Exercise brief: Take the material below and reproduce, word for word, only the lines from the line with "pub enum ChannelState" through the line with "pub fn new(name: impl".

:: Dataset extract

/// Seed a session from the canonical list. Hidden fields are included so the
/// user can re-enable them.
pub fn to_edit_session<P: Payload>(fields: &[Field<P>]) -> EditSession<P> {
    let mut sorted: Vec<&Field<P>> = fields.iter().collect();
    sorted.sort_by_key(|f| f.order);

    let mut entries = BTreeMap::new();
    let mut fields_order = Vec::with_capacity(sorted.len());
    for field in sorted {
        let id = field.id();
        entries.insert(
            id.clone(),
            SessionEntry {
                enabled: Some(field.visible),
                patch: P::Patch::default(),
                base: Some(field.clone()),
            },
        );
        fields_order.push(id);
    }

    EditSession {
        session_id: Uuid::new_v4(),
        fields: entries,
        fields_order,
    }
}

/// Fold a session back into a canonical list.
///
/// Fields come out in `fields_order` with `order` renumbered `1..=N`. Each
/// attribute takes the session's pending value when present and the
/// original's otherwise.
pub fn from_edit_session<P: Payload>(
    original: &[Field<P>],
    session: &EditSession<P>,
    policy: UnknownFieldPolicy,
) -> Result<Vec<Field<P>>, CollectionError> {
    let by_id: HashMap<FieldId, &Field<P>> = original.iter().map(|f| (f.id(), f)).collect();
    let mut seen: HashSet<&FieldId> = HashSet::with_capacity(session.fields_order.len());
    let mut rebuilt = Vec::with_capacity(session.fields_order.len());

    for id in &session.fields_order {
        let Some(field) = by_id.get(id) else {
            match policy {
                UnknownFieldPolicy::Reject => {
                    return Err(CollectionError::UnknownField { id: id.to_string() });
                }
                UnknownFieldPolicy::Skip => {
                    tracing::warn!(session = %session.session_id, field = %id, "skipping unknown field id");
                    continue;
                }
            }
        };
        if !seen.insert(id) {
            match policy {
                UnknownFieldPolicy::Reject => {
                    return Err(CollectionError::DuplicateField { id: id.to_string() });
                }
                UnknownFieldPolicy::Skip => {
                    tracing::warn!(session = %session.session_id, field = %id, "skipping duplicate field id");
                    continue;
                }
            }
        }

        let entry = session.fields.get(id);
        let payload = match entry {
            Some(e) => field.payload.apply(&e.patch),
            None => field.payload.clone(),
        };
        let visible = entry.and_then(|e| e.enabled).unwrap_or(field.visible);
        let order = rebuilt.len() as u32 + 1;
        rebuilt.push(Field::new(payload, visible, order));
    }

    if policy == UnknownFieldPolicy::Reject
        && let Some(missing) = original.iter().map(|f| f.id()).find(|id| !seen.contains(id))
    {
        return Err(CollectionError::MissingField {
            id: missing.to_string(),
        });
    }

    Ok(rebuilt)
}

#[cfg(test)]
mod tests {
    use super::*;
    use crate::collection::testing::{ItemPatch, item};

    fn abc() -> Vec<Field<crate::collection::testing::Item>> {
        vec![item("A", "a", true, 1), item("B", "b", true, 2), item("C", "c", true, 3)]
    }

    fn orders<P: Payload>(fields: &[Field<P>]) -> Vec<u32> {
        fields.iter().map(|f| f.order).collect()
    }

    fn id_list<P: Payload>(fields: &[Field<P>]) -> Vec<String> {
        fields.iter().map(|f| f.id().to_string()).collect()
    }

    #[test]
    fn test_forward_sorts_and_keeps_hidden_fields() {
        let fields = vec![item("B", "b", false, 2), item("A", "a", true, 1)];
        let session = to_edit_session(&fields);
        assert_eq!(session.fields_order, vec![FieldId::from("A"), FieldId::from("B")]);
        assert_eq!(session.fields[&FieldId::from("B")].enabled, Some(false));
        assert!(session.fields[&FieldId::from("A")].base.is_some());
    }

    #[test]
    fn test_round_trip_without_edits_is_identity() {
        let original = vec![item("A", "a", true, 1), item("B", "b", false, 2), item("C", "c", true, 3)];
        let session = to_edit_session(&original);
        let rebuilt = from_edit_session(&original, &session, UnknownFieldPolicy::Skip).unwrap();
        assert_eq!(rebuilt, original);
        assert!(!session.is_dirty());
    }

    #[test]
    fn test_round_trip_renumbers_gapped_orders() {
        let original = vec![item("A", "a", true, 5), item("B", "b", true, 9)];
        let session = to_edit_session(&original);
        let rebuilt = from_edit_session(&original, &session, UnknownFieldPolicy::Skip).unwrap();
        assert_eq!(orders(&rebuilt), vec![1, 2]);
        assert_eq!(id_list(&rebuilt), vec!["A", "B"]);
    }

    #[test]
    fn test_scenario_move_last_to_front() {
        let original = abc();
        let mut session = to_edit_session(&original);
        session.reorder(2, Some(0));
        let rebuilt = from_edit_session(&original, &session, UnknownFieldPolicy::Skip).unwrap();
        assert_eq!(id_list(&rebuilt), vec!["C", "A", "B"]);
        assert_eq!(orders(&rebuilt), vec![1, 2, 3]);
    }

    #[test]
    fn test_scenario_toggle_keeps_orders() {
        let original = abc();
        let mut session = to_edit_session(&original);
        session.toggle(&FieldId::from("B"), false).unwrap();
        let rebuilt = from_edit_session(&original, &session, UnknownFieldPolicy::Skip).unwrap();
        assert!(!rebuilt[1].visible);
        assert_eq!(rebuilt[1].id(), FieldId::from("B"));
        assert_eq!(orders(&rebuilt), orders(&original));
        assert!(session.is_dirty());
    }

    #[test]
    fn test_edit_layers_over_original() {
        let original = abc();
        let mut session = to_edit_session(&original);
        session
            .edit(&FieldId::from("A"), ItemPatch { value: Some("new".into()) })
            .unwrap();
        let rebuilt = from_edit_session(&original, &session, UnknownFieldPolicy::Skip).unwrap();
        assert_eq!(rebuilt[0].payload.value, "new");
        assert_eq!(rebuilt[1].payload.value, "b");
    }

    #[test]
    fn test_successive_edits_merge() {
        let original = abc();
        let mut session = to_edit_session(&original);
        let id = FieldId::from("A");
        session.edit(&id, ItemPatch { value: Some("one".into()) }).unwrap();
        session.edit(&id, ItemPatch::default()).unwrap();
        assert_eq!(session.current()[0].payload.value, "one");
    }

    #[test]
    fn test_toggle_unknown_id_is_error() {
        let mut session = to_edit_session(&abc());
        let err = session.toggle(&FieldId::from("Z"), true).unwrap_err();
        assert!(matches!(err, CollectionError::UnknownField { ref id } if id == "Z"));
    }

    #[test]
    fn test_missing_entry_falls_back_to_original() {
        let original = vec![item("A", "a", false, 1)];
        let mut session = to_edit_session(&original);
        session.fields.clear();
        let rebuilt = from_edit_session(&original, &session, UnknownFieldPolicy::Skip).unwrap();
        assert_eq!(rebuilt, original);
    }

    #[test]
    fn test_skip_policy_drops_unknown_and_stays_contiguous() {
        let original = abc();
        let mut session = to_edit_session(&original);
        session.fields_order.insert(1, FieldId::from("ghost"));
        let rebuilt = from_edit_session(&original, &session, UnknownFieldPolicy::Skip).unwrap();
        assert_eq!(id_list(&rebuilt), vec!["A", "B", "C"]);
        assert_eq!(orders(&rebuilt), vec![1, 2, 3]);
    }

    #[test]
    fn test_skip_policy_drops_duplicates() {
        let original = abc();
        let mut session = to_edit_session(&original);
        session.fields_order.push(FieldId::from("A"));
        let rebuilt = from_edit_session(&original, &session, UnknownFieldPolicy::Skip).unwrap();
        assert_eq!(id_list(&rebuilt), vec!["A", "B", "C"]);
    }

    #[test]
    fn test_reject_policy_reports_unknown_id() {
        let original = abc();
        let mut session = to_edit_session(&original);
        session.fields_order.push(FieldId::from("ghost"));
        let err = from_edit_session(&original, &session, UnknownFieldPolicy::Reject).unwrap_err();
        assert!(matches!(err, CollectionError::UnknownField { ref id } if id == "ghost"));
    }

    #[test]
    fn test_reject_policy_reports_duplicate_id() {
        let original = abc();
        let mut session = to_edit_session(&original);
        session.fields_order.push(FieldId::from("B"));
        let err = from_edit_session(&original, &session, UnknownFieldPolicy::Reject).unwrap_err();
        assert!(matches!(err, CollectionError::DuplicateField { ref id } if id == "B"));
    }

    #[test]
    fn test_reject_policy_reports_missing_id() {
        let original = abc();
        let mut session = to_edit_session(&original);
        session.fields_order.retain(|id| id.as_str() != "C");
        let err = from_edit_session(&original, &session, UnknownFieldPolicy::Reject).unwrap_err();
        assert!(matches!(err, CollectionError::MissingField { ref id } if id == "C"));
    }

    #[test]
    fn test_contiguity_and_identity_over_all_moves_and_toggles() {
        let original: Vec<_> = (0..5)
            .map(|i| item(&format!("f{i}"), "v", i % 2 == 0, i as u32 + 1))
            .collect();
        let mut expected_ids: Vec<String> = id_list(&original);
        expected_ids.sort();

        for source in 0..5 {
            for dest in 0..5 {
                let mut session = to_edit_session(&original);
                session.reorder(source, Some(dest));
                session.toggle(&FieldId::from("f1"), true).unwrap();
                session
                    .edit(&FieldId::from("f3"), ItemPatch { value: Some("x".into()) })
                    .unwrap();
                let rebuilt = from_edit_session(&original, &session, UnknownFieldPolicy::Reject).unwrap();

                let mut sorted_orders = orders(&rebuilt);
                sorted_orders.sort_unstable();
                assert_eq!(sorted_orders, vec![1, 2, 3, 4, 5]);

                let mut ids = id_list(&rebuilt);
                ids.sort();
                assert_eq!(ids, expected_ids);
            }
        }
    }

    #[test]
    fn test_commit_of_unchanged_session_is_idempotent() {
        let original = abc();
        let session = to_edit_session(&original);
        let first = from_edit_session(&original, &session, UnknownFieldPolicy::Skip).unwrap();
        let second = from_edit_session(&first, &session, UnknownFieldPolicy::Skip).unwrap();
        assert_eq!(first, second);
    }

    #[test]
    fn test_current_reflects_pending_state() {
        let original = abc();
        let mut session = to_edit_session(&original);
        session.toggle(&FieldId::from("A"), false).unwrap();
        session.reorder(0, Some(2));
        let current = session.current();
        assert_eq!(current.len(), 3);
        assert_eq!(current[2].id, FieldId::from("A"));
        assert!(!current[2].enabled);
    }

    #[test]
    fn test_session_json_round_trip_without_base() {
        let original = abc();
        let mut session = to_edit_session(&original);
        session.toggle(&FieldId::from("C"), false).unwrap();
        let mut json = serde_json::to_value(&session).unwrap();
        for entry in json["fields"].as_object_mut().unwrap().values_mut() {
            entry.as_object_mut().unwrap().remove("base");
        }
        let parsed: EditSession<crate::collection::testing::Item> = serde_json::from_value(json).unwrap();
        let rebuilt = from_edit_session(&original, &parsed, UnknownFieldPolicy::Skip).unwrap();
        assert!(!rebuilt[2].visible);
        assert_eq!(parsed.session_id, session.session_id);
    }
}
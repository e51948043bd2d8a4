//! Shared domain types for folio profile sections.
//!
//! Every section stores an ordered list of [`Field`]s whose payload type
//! implements [`Payload`]. The wire shape is the [`GroupEnvelope`].

pub mod envelope;
pub mod error;
pub mod field;

pub use envelope::{GroupData, GroupEnvelope, GroupUpdate};
pub use error::StoreError;
pub use field::{Field, FieldId, Payload};
//! Social media accounts, displayed grouped by category.

use serde::{Deserialize, Serialize};

use folio_common::{FieldId, Payload};

use crate::collection::{Presentation, PresentationTable, ViewRecord};

#[derive(Debug, Clone, PartialEq, Eq, Serialize, Deserialize)]
#[serde(rename_all = "camelCase")]
pub struct SocialMediaField {
    #[serde(rename = "socialMediaID")]
    pub social_media_id: i64,
    pub platform: String,
    pub platform_name: String,
    pub url: String,
    pub category: String,
}

/// Only the profile URL is editable.
#[derive(Debug, Clone, Default, PartialEq, Eq, Serialize, Deserialize)]
pub struct SocialMediaPatch {
    #[serde(default, skip_serializing_if = "Option::is_none")]
    pub url: Option<String>,
}

impl Payload for SocialMediaField {
    type Patch = SocialMediaPatch;

    fn identity(&self) -> FieldId {
        FieldId::new(format!("socialmedia-{}", self.social_media_id))
    }

    fn presentation_key(&self) -> &str {
        &self.platform
    }

    fn apply(&self, patch: &SocialMediaPatch) -> Self {
        Self {
            url: patch.url.clone().unwrap_or_else(|| self.url.clone()),
            ..self.clone()
        }
    }

    fn merge_patch(pending: &mut SocialMediaPatch, update: SocialMediaPatch) {
        if update.url.is_some() {
            pending.url = update.url;
        }
    }

    fn describe(&self) -> String {
        match self.platform.as_str() {
            "twitter" => "Your X / Twitter profile URL".to_string(),
            "telegram" => "Your Telegram channel URL".to_string(),
            "youtube" => "Your YouTube channel URL".to_string(),
            "linkedin" | "instagram" | "facebook" | "snapchat" | "tiktok" | "github" | "medium"
            | "reddit" => format!("Your {} profile URL", self.platform_name),
            _ => format!("Your {} network profile URL", self.category),
        }
    }
}

pub static SOCIAL: PresentationTable = PresentationTable::new(
    &[
        ("linkedin", Presentation::new("business", "#0077B5", "rgba(0, 119, 181, 0.1)")),
        ("twitter", Presentation::new("close", "#000000", "rgba(0, 0, 0, 0.05)")),
        ("instagram", Presentation::new("photo_camera", "#E4405F", "rgba(236, 72, 153, 0.1)")),
        ("facebook", Presentation::new("facebook", "#1877F2", "rgba(37, 99, 235, 0.1)")),
        ("snapchat", Presentation::new("photo_camera", "#000000", "#FFFC00")),
        ("telegram", Presentation::new("send", "#0088CC", "rgba(96, 165, 250, 0.1)")),
    ],
    Presentation::new("share", "#617289", "#F3F4F6"),
);

/// Display order and labels of the known categories.
const CATEGORIES: &[(&str, &str, &str)] = &[
    ("professional", "Professional Networks", "laptop"),
    ("personal", "Personal Channels", "sentiment_satisfied"),
    ("community", "Community Platforms", "forum"),
];

const CATEGORY_COLOR: &str = "#136DEC";

/// One category heading with its visible accounts.
#[derive(Debug, Clone, PartialEq, Serialize)]
#[serde(rename_all = "camelCase")]
pub struct SocialGroup {
    pub category: &'static str,
    pub category_label: &'static str,
    pub category_icon: &'static str,
    pub category_color: &'static str,
    pub items: Vec<ViewRecord<SocialMediaField>>,
}

/// Split view records into the known categories in their fixed order.
///
/// Items keep their relative order from `records`. Empty categories and
/// records with an unknown category are left out.
pub fn group_by_category(records: Vec<ViewRecord<SocialMediaField>>) -> Vec<SocialGroup> {
    CATEGORIES
        .iter()
        .filter_map(|&(category, label, icon)| {
            let items: Vec<_> = records
                .iter()
                .filter(|r| r.payload.category == category)
                .cloned()
                .collect();
            (!items.is_empty()).then_some(SocialGroup {
                category,
                category_label: label,
                category_icon: icon,
                category_color: CATEGORY_COLOR,
                items,
            })
        })
        .collect()
}

/// Display shape of the social section: category groups instead of a flat list.
pub fn grouped_view(records: Vec<ViewRecord<SocialMediaField>>) -> serde_json::Result<serde_json::Value> {
    serde_json::to_value(group_by_category(records))
}
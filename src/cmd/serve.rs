//! Run the HTTP/WebSocket server: `folio serve`.

use anyhow::Result;

use folio::folio_config::FolioToml;

/// CLI flags override the file and environment.
pub async fn cmd_serve(mut config: FolioToml, port: Option<u16>, dev: bool) -> Result<()> {
    if let Some(port) = port {
        config.server.port = port;
    }
    if dev {
        config.server.dev = true;
    }
    folio::server::start_server(&config).await
}
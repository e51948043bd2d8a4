pub mod collection;
pub mod errors;
pub mod folio_config;
pub mod hub;
pub mod logging;
pub mod profile;
pub mod section;
pub mod server;
pub mod staleness;
pub mod store;
pub mod ui;
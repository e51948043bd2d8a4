//! Positional reordering used by drag-and-drop.
//!
//! The engine only rearranges ids. Order numbers are assigned later by the
//! reverse transform in [`super::session`].

/// Move the element at `source` so that it ends up at index `dest`.
///
/// Returns an unchanged copy when the drag was cancelled (`dest` is `None`),
/// when `source == dest`, or when `source` is out of range. A `dest` past the
/// end is clamped to the last position.
pub fn move_item<T: Clone>(order: &[T], source: usize, dest: Option<usize>) -> Vec<T> {
    let Some(dest) = dest else {
        return order.to_vec();
    };
    if source == dest || source >= order.len() {
        return order.to_vec();
    }

    let mut moved = order.to_vec();
    let item = moved.remove(source);
    let dest = dest.min(moved.len());
    moved.insert(dest, item);
    moved
}

#[cfg(test)]
mod tests {
    use super::*;

    fn ids(s: &[&str]) -> Vec<String> {
        s.iter().map(|s| s.to_string()).collect()
    }

    #[test]
    fn test_move_last_to_front() {
        let order = ids(&["A", "B", "C"]);
        assert_eq!(move_item(&order, 2, Some(0)), ids(&["C", "A", "B"]));
    }

    #[test]
    fn test_move_front_to_last() {
        let order = ids(&["A", "B", "C"]);
        assert_eq!(move_item(&order, 0, Some(2)), ids(&["B", "C", "A"]));
    }

    #[test]
    fn test_move_to_middle() {
        let order = ids(&["A", "B", "C", "D"]);
        assert_eq!(move_item(&order, 3, Some(1)), ids(&["A", "D", "B", "C"]));
    }

    #[test]
    fn test_cancelled_drag_is_noop() {
        let order = ids(&["A", "B", "C"]);
        assert_eq!(move_item(&order, 1, None), order);
    }

    #[test]
    fn test_same_index_is_noop() {
        let order = ids(&["A", "B", "C"]);
        assert_eq!(move_item(&order, 1, Some(1)), order);
    }

    #[test]
    fn test_out_of_range_source_is_noop() {
        let order = ids(&["A", "B"]);
        assert_eq!(move_item(&order, 5, Some(0)), order);
    }

    #[test]
    fn test_dest_past_end_is_clamped() {
        let order = ids(&["A", "B", "C"]);
        assert_eq!(move_item(&order, 0, Some(10)), ids(&["B", "C", "A"]));
    }

    #[test]
    fn test_empty_list() {
        let order: Vec<String> = vec![];
        assert!(move_item(&order, 0, Some(0)).is_empty());
    }

    #[test]
    fn test_every_move_is_a_permutation() {
        for n in 1..=6usize {
            let order: Vec<usize> = (0..n).collect();
            for source in 0..n {
                for dest in 0..n {
                    let moved = move_item(&order, source, Some(dest));
                    assert_eq!(moved.len(), n);
                    let mut sorted = moved.clone();
                    sorted.sort_unstable();
                    assert_eq!(sorted, order, "n={n} source={source} dest={dest}");
                    assert_eq!(moved[dest], source);
                }
            }
        }
    }

    #[test]
    fn test_other_elements_keep_relative_order() {
        let order: Vec<usize> = (0..5).collect();
        let moved = move_item(&order, 1, Some(3));
        let rest: Vec<usize> = moved.into_iter().filter(|&x| x != 1).collect();
        assert_eq!(rest, vec![0, 2, 3, 4]);
    }
}
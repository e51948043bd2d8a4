use std::collections::HashMap;
use std::sync::atomic::{AtomicBool, Ordering};
use std::sync::{Arc, Mutex, PoisonError, Weak};

use serde::Serialize;

/// Result of a [`StalenessChannel::consume`] call.
#[derive(Debug, Clone, Copy, PartialEq, Eq, Serialize)]
#[serde(rename_all = "snake_case")]
pub enum Freshness {
    Fresh,
    Stale,
}

impl Freshness {
    pub fn is_stale(self) -> bool {
        matches!(self, Freshness::Stale)
    }
}

#[derive(Debug, Clone, Copy, PartialEq, Eq, Serialize)]
#[serde(rename_all = "snake_case")]
pub enum ChannelState {
    Idle,
    Flagged,
}

/// Named staleness flag for one section.
///
/// `commit` raises the flag; `consume` clears it and reports whether it was
/// raised. Only the first consumer after a commit observes `Stale`.
///
/// Each display that needs its own read-then-clear takes a [`subscribe`]d
/// child. A commit on the parent raises every live child as well, so two
/// displays of one section never race for a single flag.
///
/// [`subscribe`]: StalenessChannel::subscribe
#[derive(Debug)]
pub struct StalenessChannel {
    name: String,
    flagged: AtomicBool,
    subscribers: Mutex<Vec<Weak<StalenessChannel>>>,
}

impl StalenessChannel {
    pub fn new(name: impl Into<String>) -> Self {
        Self {
            name: name.into(),
            flagged: AtomicBool::new(false),
            subscribers: Mutex::new(Vec::new()),
        }
    }

    pub fn name(&self) -> &str {
        &self.name
    }

    /// Register a child flag with the same name. It starts idle and is
    /// dropped from the fan-out once the returned handle is dropped.
    pub fn subscribe(&self) -> Arc<StalenessChannel> {
        let child = Arc::new(StalenessChannel::new(self.name.clone()));
        self.subscribers
            .lock()
            .unwrap_or_else(PoisonError::into_inner)
            .push(Arc::downgrade(&child));
        child
    }

    /// Live subscribers. Dead handles are pruned on the next commit.
    pub fn subscriber_count(&self) -> usize {
        self.subscribers
            .lock()
            .unwrap_or_else(PoisonError::into_inner)
            .iter()
            .filter(|weak| weak.strong_count() > 0)
            .count()
    }

    pub fn commit(&self) {
        self.flagged.store(true, Ordering::SeqCst);
        let mut subscribers = self.subscribers.lock().unwrap_or_else(PoisonError::into_inner);
        subscribers.retain(|weak| match weak.upgrade() {
            Some(child) => {
                child.commit();
                true
            }
            None => false,
        });
    }

    pub fn consume(&self) -> Freshness {
        if self.flagged.swap(false, Ordering::SeqCst) {
            Freshness::Stale
        } else {
            Freshness::Fresh
        }
    }

    pub fn state(&self) -> ChannelState {
        if self.flagged.load(Ordering::SeqCst) {
            ChannelState::Flagged
        } else {
            ChannelState::Idle
        }
    }
}

/// Flag name for a section slug, e.g. `"contact-data-updated"`.
pub fn flag_name(slug: &str) -> String {
    format!("{}-data-updated", slug)
}

/// Process-wide registry of staleness flags keyed by name.
#[derive(Debug, Default)]
pub struct StaleFlags {
    channels: Mutex<HashMap<String, Arc<StalenessChannel>>>,
}

impl StaleFlags {
    pub fn new() -> Self {
        Self::default()
    }

    /// Get the channel for `name`, creating it in the idle state if needed.
    pub fn channel(&self, name: &str) -> Arc<StalenessChannel> {
        let mut channels = self.channels.lock().unwrap_or_else(PoisonError::into_inner);
        channels
            .entry(name.to_string())
            .or_insert_with(|| Arc::new(StalenessChannel::new(name)))
            .clone()
    }

    pub fn set(&self, name: &str) {
        self.channel(name).commit();
    }

    /// Read-then-clear. Returns true if the flag was set.
    pub fn take(&self, name: &str) -> bool {
        self.channel(name).consume().is_stale()
    }

    pub fn names(&self) -> Vec<String> {
        let channels = self.channels.lock().unwrap_or_else(PoisonError::into_inner);
        let mut names: Vec<String> = channels.keys().cloned().collect();
        names.sort();
        names
    }
}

::::

Response to this exercise:
pub enum ChannelState {
    Idle,
    Flagged,
}

/// Named staleness flag for one section.
///
/// `commit` raises the flag; `consume` clears it and reports whether it was
/// raised. Only the first consumer after a commit observes `Stale`.
///
/// Each display that needs its own read-then-clear takes a [`subscribe`]d
/// child. A commit on the parent raises every live child as well, so two
/// displays of one section never race for a single flag.
///
/// [`subscribe`]: StalenessChannel::subscribe
#[derive(Debug)]
pub struct StalenessChannel {
    name: String,
    flagged: AtomicBool,
    subscribers: Mutex<Vec<Weak<StalenessChannel>>>,
}

impl StalenessChannel {
    pub fn new(name: impl Into<String>) -> Self {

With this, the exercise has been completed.